¿Qué une las protestas que casi destrozan el año pasado a Chile, que ahora vuelven con más odio y violencia contra iglesias inclusive, con las acciones de en su mayoría jóvenes que saquearon este año comercios en los EE.UU., o con las de aquellos que en tiempos recientes destrozan estaciones de bus en Bogotá o vandalizan vitrinas en París? ¿Existe alguna relación?
Algunos analistas se preguntan: “Chile es un país con un crecimiento económico sostenido en las últimas décadas, cuya creación de riqueza ha permeado todas las clases sociales, que tiene el más alto nivel socio-económico de toda América Latina… ¿Entonces por qué ocurrieron los destrozos del estallido social del año pasado y ahora es casi lo mismo?”
Y detrás, la idea simplista, errada: la de que si hay riqueza, hay felicidad y por tanto paz. Y la realidad, particularmente la de los jóvenes, nos muestra palmariamente que esto no es así.

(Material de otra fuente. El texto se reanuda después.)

//! Local storage adapter. Buckets are directories with a JSON sidecar per
//! object; volumes are qcow2 files managed with `qemu-img`.

use std::path::{Path, PathBuf};
use std::sync::Arc;

use async_trait::async_trait;
use bytes::Bytes;
use serde::{Deserialize, Serialize};
use sha2::{Digest, Sha256};
use tracing::{debug, info};

use crate::error::check_identifier;
use crate::inventory::{ObjectMeta, VolumeInfo};
use crate::runner::CommandRunner;
use crate::{BackendError, BackendResult, CallContext, StorageBackend};

#[derive(Debug, Default, Serialize, Deserialize)]
struct BucketConfig {
    versioning: bool,
}

pub struct LocalStorage {
    root: PathBuf,
    runner: Arc<dyn CommandRunner>,
}

impl LocalStorage {
    pub fn new(root: impl Into<PathBuf>, runner: Arc<dyn CommandRunner>) -> Self {
        Self {
            root: root.into(),
            runner,
        }
    }

    fn bucket_dir(&self, bucket: &str) -> BackendResult<PathBuf> {
        check_identifier("bucket", bucket)?;
        Ok(self.root.join("buckets").join(bucket))
    }

    fn volumes_dir(&self) -> PathBuf {
        self.root.join("volumes")
    }

    /// Keys may contain '/', so objects are stored under the hex of the key.
    fn object_paths(dir: &Path, key: &str) -> (PathBuf, PathBuf) {
        let encoded = hex::encode(key.as_bytes());
        (
            dir.join("objects").join(&encoded),
            dir.join("objects").join(format!("{encoded}.meta")),
        )
    }

    async fn ensure_bucket(&self, bucket: &str) -> BackendResult<PathBuf> {
        let dir = self.bucket_dir(bucket)?;
        if !tokio::fs::try_exists(&dir).await? {
            return Err(BackendError::NotFound(format!("bucket {bucket}")));
        }
        Ok(dir)
    }

    async fn bucket_config(dir: &Path) -> BackendResult<BucketConfig> {
        match tokio::fs::read(dir.join("bucket.json")).await {
            Ok(raw) => serde_json::from_slice(&raw).map_err(|e| BackendError::Rejected(e.to_string())),
            Err(e) if e.kind() == std::io::ErrorKind::NotFound => Ok(BucketConfig::default()),
            Err(e) => Err(e.into()),
        }
    }

    async fn read_meta(path: &Path, key: &str) -> BackendResult<ObjectMeta> {
        let raw = tokio::fs::read(path).await.map_err(|e| match e.kind() {
            std::io::ErrorKind::NotFound => BackendError::NotFound(key.to_string()),
            _ => e.into(),
        })?;
        serde_json::from_slice(&raw).map_err(|e| BackendError::Rejected(e.to_string()))
    }

    fn volume_path(&self, name: &str) -> BackendResult<PathBuf> {
        check_identifier("volume", name)?;
        Ok(self.volumes_dir().join(format!("{name}.qcow2")))
    }

    /// Only paths under the managed volume directory are accepted.
    fn managed_path(&self, path: &str) -> BackendResult<PathBuf> {
        let p = PathBuf::from(path);
        let name = p
            .file_stem()
            .and_then(|s| s.to_str())
            .ok_or_else(|| BackendError::NotFound(path.to_string()))?;
        let expected = self.volume_path(name)?;
        if expected != p {
            return Err(BackendError::InvalidIdentifier {
                field: "path".into(),
                value: path.to_string(),
            });
        }
        Ok(p)
    }

    fn marker(path: &Path) -> PathBuf {
        path.with_extension("attached")
    }

    async fn qemu_img(&self, ctx: &CallContext, args: &[&str]) -> BackendResult<()> {
        self.runner.run(ctx, "qemu-img", args).await?.check("qemu-img")?;
        Ok(())
    }
}

#[async_trait]
impl StorageBackend for LocalStorage {
    async fn ping(&self, _ctx: &CallContext) -> BackendResult<()> {
        tokio::fs::create_dir_all(&self.root).await?;
        Ok(())
    }

    async fn create_bucket(&self, _ctx: &CallContext, bucket: &str) -> BackendResult<()> {
        let dir = self.bucket_dir(bucket)?;
        tokio::fs::create_dir_all(dir.join("objects")).await?;
        tokio::fs::create_dir_all(dir.join("versions")).await?;
        info!(bucket, "bucket created");
        Ok(())
    }

    async fn set_versioning(&self, _ctx: &CallContext, bucket: &str, enabled: bool) -> BackendResult<()> {
        let dir = self.ensure_bucket(bucket).await?;
        let cfg = serde_json::to_vec(&BucketConfig { versioning: enabled })
            .map_err(|e| BackendError::Rejected(e.to_string()))?;
        tokio::fs::write(dir.join("bucket.json"), cfg).await?;
        Ok(())
    }

    async fn put_object(&self, _ctx: &CallContext, bucket: &str, key: &str, data: Bytes) -> BackendResult<ObjectMeta> {
        if key.is_empty() {
            return Err(BackendError::Rejected("object key is empty".into()));
        }
        let dir = self.ensure_bucket(bucket).await?;
        let cfg = Self::bucket_config(&dir).await?;
        let (data_path, meta_path) = Self::object_paths(&dir, key);

        let previous = Self::read_meta(&meta_path, key).await.ok();
        if let (true, Some(prev)) = (cfg.versioning, &previous) {
            let archived = dir
                .join("versions")
                .join(format!("{}.{}", hex::encode(key.as_bytes()), prev.version));
            tokio::fs::rename(&data_path, &archived).await?;
        }

        let meta = ObjectMeta {
            key: key.to_string(),
            size: data.len() as u64,
            etag: hex::encode(Sha256::digest(&data)),
            version: previous.map(|p| p.version + 1).unwrap_or(1),
        };
        tokio::fs::write(&data_path, &data).await?;
        let raw = serde_json::to_vec(&meta).map_err(|e| BackendError::Rejected(e.to_string()))?;
        tokio::fs::write(&meta_path, raw).await?;
        debug!(bucket, key, version = meta.version, "object stored");
        Ok(meta)
    }

    async fn get_object(&self, _ctx: &CallContext, bucket: &str, key: &str) -> BackendResult<Bytes> {
        let dir = self.ensure_bucket(bucket).await?;
        let (data_path, _) = Self::object_paths(&dir, key);
        match tokio::fs::read(&data_path).await {
            Ok(data) => Ok(Bytes::from(data)),
            Err(e) if e.kind() == std::io::ErrorKind::NotFound => Err(BackendError::NotFound(key.to_string())),
            Err(e) => Err(e.into()),
        }
    }

    async fn head_object(&self, _ctx: &CallContext, bucket: &str, key: &str) -> BackendResult<ObjectMeta> {
        let dir = self.ensure_bucket(bucket).await?;
        let (_, meta_path) = Self::object_paths(&dir, key);
        Self::read_meta(&meta_path, key).await
    }

    async fn delete_object(&self, _ctx: &CallContext, bucket: &str, key: &str) -> BackendResult<()> {
        let dir = self.ensure_bucket(bucket).await?;
        let (data_path, meta_path) = Self::object_paths(&dir, key);
        for p in [data_path, meta_path] {
            match tokio::fs::remove_file(&p).await {
                Ok(()) => {}
                Err(e) if e.kind() == std::io::ErrorKind::NotFound => {}
                Err(e) => return Err(e.into()),
            }
        }
        Ok(())
    }

    async fn list_objects(&self, _ctx: &CallContext, bucket: &str, prefix: &str) -> BackendResult<Vec<ObjectMeta>> {
        let dir = self.ensure_bucket(bucket).await?;
        let mut entries = tokio::fs::read_dir(dir.join("objects")).await?;
        let mut out = Vec::new();
        while let Some(entry) = entries.next_entry().await? {
            let path = entry.path();
            if path.extension().and_then(|e| e.to_str()) != Some("meta") {
                continue;
            }
            let meta = Self::read_meta(&path, "").await?;
            if meta.key.starts_with(prefix) {
                out.push(meta);
            }
        }
        out.sort_by(|a, b| a.key.cmp(&b.key));
        Ok(out)
    }

    async fn create_volume(&self, ctx: &CallContext, name: &str, size_gb: u32) -> BackendResult<VolumeInfo> {
        let path = self.volume_path(name)?;
        tokio::fs::create_dir_all(self.volumes_dir()).await?;
        let p = path.display().to_string();
        let size = format!("{size_gb}G");
        self.qemu_img(ctx, &["create", "-f", "qcow2", &p, &size]).await?;
        info!(volume = name, size_gb, "volume created");
        Ok(VolumeInfo { path: p, size_gb })
    }

    async fn delete_volume(&self, _ctx: &CallContext, path: &str) -> BackendResult<()> {
        let p = self.managed_path(path)?;
        if tokio::fs::try_exists(Self::marker(&p)).await? {
            return Err(BackendError::Rejected(format!("{path} is attached")));
        }
        match tokio::fs::remove_file(&p).await {
            Ok(()) => Ok(()),
            Err(e) if e.kind() == std::io::ErrorKind::NotFound => Ok(()),
            Err(e) => Err(e.into()),
        }
    }

    async fn snapshot_volume(&self, ctx: &CallContext, path: &str, snapshot_name: &str) -> BackendResult<VolumeInfo> {
        let src = self.managed_path(path)?;
        let dst = self.volume_path(snapshot_name)?;
        let (s, d) = (src.display().to_string(), dst.display().to_string());
        self.qemu_img(ctx, &["convert", "-O", "qcow2", &s, &d]).await?;
        Ok(VolumeInfo { path: d, size_gb: 0 })
    }

    async fn restore_snapshot(&self, ctx: &CallContext, snapshot_path: &str, volume_name: &str) -> BackendResult<VolumeInfo> {
        let src = self.managed_path(snapshot_path)?;
        let dst = self.volume_path(volume_name)?;
        let (s, d) = (src.display().to_string(), dst.display().to_string());
        self.qemu_img(ctx, &["convert", "-O", "qcow2", &s, &d]).await?;
        Ok(VolumeInfo { path: d, size_gb: 0 })
    }

    async fn attach_volume(&self, _ctx: &CallContext, path: &str, holder: &str) -> BackendResult<()> {
        let p = self.managed_path(path)?;
        let marker = Self::marker(&p);
        match tokio::fs::read_to_string(&marker).await {
            Ok(current) if current.trim() == holder => return Ok(()),
            Ok(current) => {
                return Err(BackendError::Rejected(format!("{path} already attached to {}", current.trim())))
            }
            Err(e) if e.kind() == std::io::ErrorKind::NotFound => {}
            Err(e) => return Err(e.into()),
        }
        tokio::fs::write(&marker, holder).await?;
        Ok(())
    }

    async fn detach_volume(&self, _ctx: &CallContext, path: &str, holder: &str) -> BackendResult<()> {
        let p = self.managed_path(path)?;
        let marker = Self::marker(&p);
        match tokio::fs::read_to_string(&marker).await {
            Ok(current) if current.trim() != holder => Err(BackendError::Rejected(format!(
                "{path} is attached to {}",
                current.trim()
            ))),
            Ok(_) => Ok(tokio::fs::remove_file(&marker).await?),
            Err(e) if e.kind() == std::io::ErrorKind::NotFound => Ok(()),
            Err(e) => Err(e.into()),
        }
    }
}

#[cfg(test)]
mod tests {
    use super::*;
    use crate::runner::CommandOutput;
    use std::time::Duration;

    struct Touch;

    #[async_trait]
    impl CommandRunner for Touch {
        async fn run(&self, _ctx: &CallContext, _program: &str, args: &[&str]) -> BackendResult<crate::runner::CommandOutput> {
            // Last path-looking argument is the output file.
            if let Some(out) = args.iter().rev().find(|a| a.ends_with(".qcow2")) {
                std::fs::write(out, b"qcow")?;
            }
            Ok(CommandOutput::ok(""))
        }
    }

    fn ctx() -> CallContext {
        CallContext::with_timeout(Duration::from_secs(5))
    }

    #[tokio::test]
    async fn objects_are_versioned() {
        let dir = tempfile::tempdir().unwrap();
        let store = LocalStorage::new(dir.path(), Arc::new(Touch));
        store.create_bucket(&ctx(), "media").await.unwrap();
        store.set_versioning(&ctx(), "media", true).await.unwrap();

        let v1 = store.put_object(&ctx(), "media", "a/b.txt", Bytes::from_static(b"one")).await.unwrap();
        let v2 = store.put_object(&ctx(), "media", "a/b.txt", Bytes::from_static(b"two")).await.unwrap();
        assert_eq!((v1.version, v2.version), (1, 2));
        assert_ne!(v1.etag, v2.etag);
        assert_eq!(store.get_object(&ctx(), "media", "a/b.txt").await.unwrap(), Bytes::from_static(b"two"));

        let listed = store.list_objects(&ctx(), "media", "a/").await.unwrap();
        assert_eq!(listed.len(), 1);
        store.delete_object(&ctx(), "media", "a/b.txt").await.unwrap();
        assert!(matches!(
            store.head_object(&ctx(), "media", "a/b.txt").await,
            Err(BackendError::NotFound(_))
        ));
    }

    #[tokio::test]
    async fn volume_has_single_holder() {
        let dir = tempfile::tempdir().unwrap();
        let store = LocalStorage::new(dir.path(), Arc::new(Touch));
        let vol = store.create_volume(&ctx(), "data1", 5).await.unwrap();

        store.attach_volume(&ctx(), &vol.path, "vm-a").await.unwrap();
        store.attach_volume(&ctx(), &vol.path, "vm-a").await.unwrap();
        assert!(matches!(
            store.attach_volume(&ctx(), &vol.path, "vm-b").await,
            Err(BackendError::Rejected(_))
        ));
        assert!(store.delete_volume(&ctx(), &vol.path).await.is_err());

        store.detach_volume(&ctx(), &vol.path, "vm-a").await.unwrap();
        let snap = store.snapshot_volume(&ctx(), &vol.path, "data1-snap").await.unwrap();
        let restored = store.restore_snapshot(&ctx(), &snap.path, "data2").await.unwrap();
        assert!(restored.path.ends_with("data2.qcow2"));
        store.delete_volume(&ctx(), &vol.path).await.unwrap();
        store.delete_volume(&ctx(), &vol.path).await.unwrap();
    }

    #[tokio::test]
    async fn unmanaged_paths_are_refused() {
        let dir = tempfile::tempdir().unwrap();
        let store = LocalStorage::new(dir.path(), Arc::new(Touch));
        assert!(matches!(
            store.delete_volume(&ctx(), "/etc/passwd").await,
            Err(BackendError::InvalidIdentifier { .. })
        ));
    }
}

Se acaba el imperio de la razón
A veces escuchamos a algunas personas preguntarse, ¿qué les pasa a los jóvenes? Y con este interrogante, nos vamos encaminando al quid de la cuestión:
Lo que existe es un estado psicológico interno en mucho de los contemporáneos, convulsivo, desordenado, que causa una infelicidad interna que luego se manifiesta en caos, violencia, vandalismo. Describamos esta situación de la mano del Dr. Plinio Corrêa de Oliveira.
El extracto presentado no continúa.